#### [What is required]
Keyword search on "entities": report each line of the records that contains it.

++++++++++

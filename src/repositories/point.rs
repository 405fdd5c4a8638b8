//! PointRepository - Repository per i punti di raccolta

use super::{Create, Read};
use crate::dtos::{CreatePointDTO, PointFilter};
use crate::entities::point::PLACEHOLDER_IMAGE;
use crate::entities::{Point, PointItem};
use sqlx::{Error, QueryBuilder, Sqlite, SqlitePool};
use std::collections::HashSet;
use tracing::{debug, info, instrument};

pub struct PointRepository {
    connection_pool: SqlitePool,
}

impl PointRepository {
    pub fn new(connection_pool: SqlitePool) -> Self {
        Self { connection_pool }
    }

    /// Points in `city`/`uf` accepting at least one of `filter.items`.
    /// A point matching several items is returned once (DISTINCT on the result set).
    #[instrument(skip(self, filter), fields(city = %filter.city, uf = %filter.uf, items = ?filter.items))]
    pub async fn find_by_filter(&self, filter: &PointFilter) -> Result<Vec<Point>, Error> {
        if filter.items.is_empty() {
            debug!("Empty item filter, nothing can match");
            return Ok(Vec::new());
        }

        let mut query_builder = QueryBuilder::<Sqlite>::new(
            r#"
            SELECT DISTINCT points.*
            FROM points
            INNER JOIN points_items ON points.id = points_items.point_id
            WHERE points_items.item_id IN ("#,
        );

        let mut separated = query_builder.separated(", ");
        for item_id in &filter.items {
            separated.push_bind(*item_id);
        }
        separated.push_unseparated(")");

        query_builder.push(" AND points.city = ");
        query_builder.push_bind(filter.city.clone());
        query_builder.push(" AND points.uf = ");
        query_builder.push_bind(filter.uf.clone());
        query_builder.push(" ORDER BY points.id");

        let points = query_builder
            .build_query_as::<Point>()
            .fetch_all(&self.connection_pool)
            .await?;

        info!("Found {} points matching filter", points.len());
        Ok(points)
    }
}

impl Create<Point, CreatePointDTO> for PointRepository {
    /// Inserts the point and its `points_items` rows as a single unit of work.
    /// Any failure before `commit` drops the transaction, which rolls back the point insert.
    #[instrument(skip(self, data), fields(name = %data.name, items = data.items.len()))]
    async fn create(&self, data: &CreatePointDTO) -> Result<Point, Error> {
        debug!("Creating new point");
        let mut tx = self.connection_pool.begin().await?;

        let result = sqlx::query(
            r#"
            INSERT INTO points (image, name, email, whatsapp, latitude, longitude, city, number, uf)
            VALUES (?, ?, ?, ?, ?, ?, ?, ?, ?)
            "#,
        )
        .bind(PLACEHOLDER_IMAGE)
        .bind(&data.name)
        .bind(&data.email)
        .bind(&data.whatsapp)
        .bind(data.latitude)
        .bind(data.longitude)
        .bind(&data.city)
        .bind(&data.number)
        .bind(&data.uf)
        .execute(&mut *tx)
        .await?;

        let point_id = result.last_insert_rowid();

        // un item selezionato due volte produce una sola associazione
        let mut seen = HashSet::with_capacity(data.items.len());
        let associations: Vec<PointItem> = data
            .items
            .iter()
            .copied()
            .filter(|item_id| seen.insert(*item_id))
            .map(|item_id| PointItem { point_id, item_id })
            .collect();

        for association in &associations {
            sqlx::query("INSERT INTO points_items (point_id, item_id) VALUES (?, ?)")
                .bind(association.point_id)
                .bind(association.item_id)
                .execute(&mut *tx)
                .await?;
        }

        tx.commit().await?;

        info!(
            "Point created with id {} and {} items",
            point_id,
            associations.len()
        );

        Ok(Point {
            id: point_id,
            image: PLACEHOLDER_IMAGE.to_string(),
            name: data.name.clone(),
            email: data.email.clone(),
            whatsapp: data.whatsapp.clone(),
            latitude: data.latitude,
            longitude: data.longitude,
            city: data.city.clone(),
            number: data.number.clone(),
            uf: data.uf.clone(),
        })
    }
}

impl Read<Point, i64> for PointRepository {
    #[instrument(skip(self), fields(point_id = %id))]
    async fn read(&self, id: &i64) -> Result<Option<Point>, Error> {
        debug!("Reading point by id");
        let point = sqlx::query_as::<_, Point>(
            r#"
            SELECT id, image, name, email, whatsapp, latitude, longitude, city, number, uf
            FROM points
            WHERE id = ?
            "#,
        )
        .bind(id)
        .fetch_optional(&self.connection_pool)
        .await?;

        if point.is_some() {
            debug!("Point found");
        } else {
            debug!("Point not found");
        }

        Ok(point)
    }
}

#[cfg(test)]
mod tests {
    use super::*;
    use sqlx::SqlitePool;

    fn new_point(city: &str, uf: &str, items: Vec<i64>) -> CreatePointDTO {
        CreatePointDTO {
            name: "Cooperativa Reciclar".to_string(),
            email: "contato@reciclar.org".to_string(),
            whatsapp: "81999990000".to_string(),
            latitude: -8.0476,
            longitude: -34.877,
            city: city.to_string(),
            number: "120".to_string(),
            uf: uf.to_string(),
            items,
        }
    }

    fn filter(city: &str, uf: &str, items: Vec<i64>) -> PointFilter {
        PointFilter {
            city: city.to_string(),
            uf: uf.to_string(),
            items,
        }
    }

    async fn count_points(pool: &SqlitePool) -> sqlx::Result<i64> {
        sqlx::query_scalar::<_, i64>("SELECT COUNT(*) FROM points")
            .fetch_one(pool)
            .await
    }

    /*------------------------------------------- */
    /* Unit tests: create                         */
    /*------------------------------------------- */

    #[sqlx::test]
    async fn test_create_point_with_items(pool: SqlitePool) -> sqlx::Result<()> {
        let repo = PointRepository::new(pool.clone());

        let point = repo.create(&new_point("Recife", "PE", vec![3, 1])).await?;

        assert_eq!(point.image, PLACEHOLDER_IMAGE);
        assert_eq!(point.city, "Recife");

        let stored = repo.read(&point.id).await?.expect("point should exist");
        assert_eq!(stored, point);

        let associations = sqlx::query_as::<_, PointItem>(
            "SELECT point_id, item_id FROM points_items WHERE point_id = ? ORDER BY item_id",
        )
        .bind(point.id)
        .fetch_all(&pool)
        .await?;
        assert_eq!(
            associations,
            vec![
                PointItem { point_id: point.id, item_id: 1 },
                PointItem { point_id: point.id, item_id: 3 },
            ]
        );

        Ok(())
    }

    #[sqlx::test]
    async fn test_create_point_collapses_duplicate_items(pool: SqlitePool) -> sqlx::Result<()> {
        let repo = PointRepository::new(pool.clone());

        let point = repo.create(&new_point("Recife", "PE", vec![5, 2, 5, 2, 2])).await?;

        let item_ids = sqlx::query_scalar::<_, i64>(
            "SELECT item_id FROM points_items WHERE point_id = ? ORDER BY rowid",
        )
        .bind(point.id)
        .fetch_all(&pool)
        .await?;
        assert_eq!(item_ids, vec![5, 2]);

        Ok(())
    }

    /// Un item inesistente viola la foreign key: il punto non deve restare nel database
    #[sqlx::test]
    async fn test_create_point_rolls_back_on_invalid_item(pool: SqlitePool) -> sqlx::Result<()> {
        let repo = PointRepository::new(pool.clone());

        let result = repo.create(&new_point("Recife", "PE", vec![1, 999])).await;

        assert!(matches!(result, Err(Error::Database(_))));
        assert_eq!(count_points(&pool).await?, 0);

        let visible = repo.find_by_filter(&filter("Recife", "PE", vec![1])).await?;
        assert!(visible.is_empty());

        Ok(())
    }

    /*------------------------------------------- */
    /* Unit tests: read / find_by_filter          */
    /*------------------------------------------- */

    #[sqlx::test(fixtures(path = "../../fixtures", scripts("points")))]
    async fn test_read_missing_point(pool: SqlitePool) -> sqlx::Result<()> {
        let repo = PointRepository::new(pool);

        assert!(repo.read(&999).await?.is_none());
        Ok(())
    }

    #[sqlx::test(fixtures(path = "../../fixtures", scripts("points")))]
    async fn test_find_by_filter_has_no_duplicates(pool: SqlitePool) -> sqlx::Result<()> {
        let repo = PointRepository::new(pool);

        // point 1 accetta sia l'item 1 che il 2
        let points = repo.find_by_filter(&filter("Recife", "PE", vec![1, 2])).await?;
        let ids: Vec<i64> = points.iter().map(|p| p.id).collect();

        assert_eq!(ids, vec![1]);
        Ok(())
    }

    #[sqlx::test(fixtures(path = "../../fixtures", scripts("points")))]
    async fn test_find_by_filter_matches_city_and_uf(pool: SqlitePool) -> sqlx::Result<()> {
        let repo = PointRepository::new(pool);

        let recife = repo.find_by_filter(&filter("Recife", "PE", vec![1, 3])).await?;
        let ids: Vec<i64> = recife.iter().map(|p| p.id).collect();
        assert_eq!(ids, vec![1, 3]);

        let olinda = repo.find_by_filter(&filter("Olinda", "PE", vec![1])).await?;
        assert_eq!(olinda.len(), 1);
        assert_eq!(olinda[0].name, "Papelaria Central");

        // uf diversa, stessa città
        let wrong_uf = repo.find_by_filter(&filter("Recife", "SP", vec![1])).await?;
        assert!(wrong_uf.is_empty());

        Ok(())
    }

    #[sqlx::test(fixtures(path = "../../fixtures", scripts("points")))]
    async fn test_find_by_filter_is_case_sensitive(pool: SqlitePool) -> sqlx::Result<()> {
        let repo = PointRepository::new(pool);

        let points = repo.find_by_filter(&filter("recife", "pe", vec![1])).await?;
        assert!(points.is_empty());

        Ok(())
    }

    #[sqlx::test(fixtures(path = "../../fixtures", scripts("points")))]
    async fn test_find_by_filter_empty_items(pool: SqlitePool) -> sqlx::Result<()> {
        let repo = PointRepository::new(pool);

        let points = repo.find_by_filter(&filter("Recife", "PE", vec![])).await?;
        assert!(points.is_empty());

        Ok(())
    }
}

++++++++++

#### [Output below]
use crate::entities::point::PLACEHOLDER_IMAGE;
use crate::entities::{Point, PointItem};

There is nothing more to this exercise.